> **To do**:
Begin at the top of the records and copy each line exactly. The line containing "pub enum Action" is the last one to include.
*** Opening Excerpted records ***
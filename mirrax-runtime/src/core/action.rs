use serde_derive::{Deserialize, Serialize};

use super::ViewMode;

/// Discrete user action against the twin.
///
/// Actions arrive over the session wire as one JSON object per line,
/// tagged by the `action` field. Dispatch is exhaustive so adding a
/// variant forces every consumer to handle it.
#[derive(Clone, Debug, PartialEq, Eq, Serialize, Deserialize)]
#[serde(tag = "action", rename_all = "snake_case")]
pub enum Action {
    /// Focus a server unit, moving the scene to node detail.
    SelectServer { server: String },
    /// Return the scene to the facility overview.
    ReturnToFacility,
    /// Switch the rendering mode.
    SetViewMode { mode: ViewMode },
    /// Replace or clear the component selection.
    SelectComponent { component: Option<String> },
    /// Request image analysis for a base64 encoded photograph.
    RequestAnalysis { image: String },
    /// Dismiss the current analysis result.
    DismissAnalysis,
}

impl Action {
    /// Action kind for logging, without dragging payloads into the log.
    pub fn kind(&self) -> &'static str {
        match self {
            Action::SelectServer { .. } => "select_server",
            Action::ReturnToFacility => "return_to_facility",
            Action::SetViewMode { .. } => "set_view_mode",
            Action::SelectComponent { .. } => "select_component",
            Action::RequestAnalysis { .. } => "request_analysis",
            Action::DismissAnalysis => "dismiss_analysis",
        }
    }
}

#[cfg(test)]
mod tests {
    use super::*;

    #[test]
    fn test_select_server_wire_format() {
        let action: Action =
            serde_json::from_str(r#"{"action":"select_server","server":"A1-unit-3"}"#).unwrap();

        assert_eq!(
            action,
            Action::SelectServer {
                server: "A1-unit-3".to_string()
            }
        );
    }

    #[test]
    fn test_return_to_facility_wire_format() {
        let action: Action = serde_json::from_str(r#"{"action":"return_to_facility"}"#).unwrap();

        assert_eq!(action, Action::ReturnToFacility);
    }

    #[test]
    fn test_set_view_mode_wire_format() {
        let action: Action =
            serde_json::from_str(r#"{"action":"set_view_mode","mode":"thermal"}"#).unwrap();

        assert_eq!(
            action,
            Action::SetViewMode {
                mode: ViewMode::Thermal
            }
        );
    }

    #[test]
    fn test_select_component_wire_format() {
        let action: Action =
            serde_json::from_str(r#"{"action":"select_component","component":"gpu-0"}"#).unwrap();

        assert_eq!(
            action,
            Action::SelectComponent {
                component: Some("gpu-0".to_string())
            }
        );

        let action: Action =
            serde_json::from_str(r#"{"action":"select_component","component":null}"#).unwrap();

        assert_eq!(action, Action::SelectComponent { component: None });
    }

    #[test]
    fn test_malformed_action_is_rejected() {
        assert!(serde_json::from_str::<Action>(r#"{"action":"warp_drive"}"#).is_err());
        assert!(serde_json::from_str::<Action>(r#"{"server":"A1-unit-3"}"#).is_err());
        assert!(serde_json::from_str::<Action>("not json at all").is_err());
    }

    #[test]
    fn test_action_kind() {
        let action = Action::RequestAnalysis {
            image: "aGVsbG8=".to_string(),
        };

        assert_eq!(action.kind(), "request_analysis");
        assert_eq!(Action::DismissAnalysis.kind(), "dismiss_analysis");
    }
}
*** Closing Excerpted records ***
> **Task result**:
filename mirrax-runtime/src/core/action.rs
use serde_derive::{Deserialize, Serialize};

use super::ViewMode;

/// Discrete user action against the twin.
///
/// Actions arrive over the session wire as one JSON object per line,
/// tagged by the `action` field. Dispatch is exhaustive so adding a
/// variant forces every consumer to handle it.
#[derive(Clone, Debug, PartialEq, Eq, Serialize, Deserialize)]
#[serde(tag = "action", rename_all = "snake_case")]
pub enum Action {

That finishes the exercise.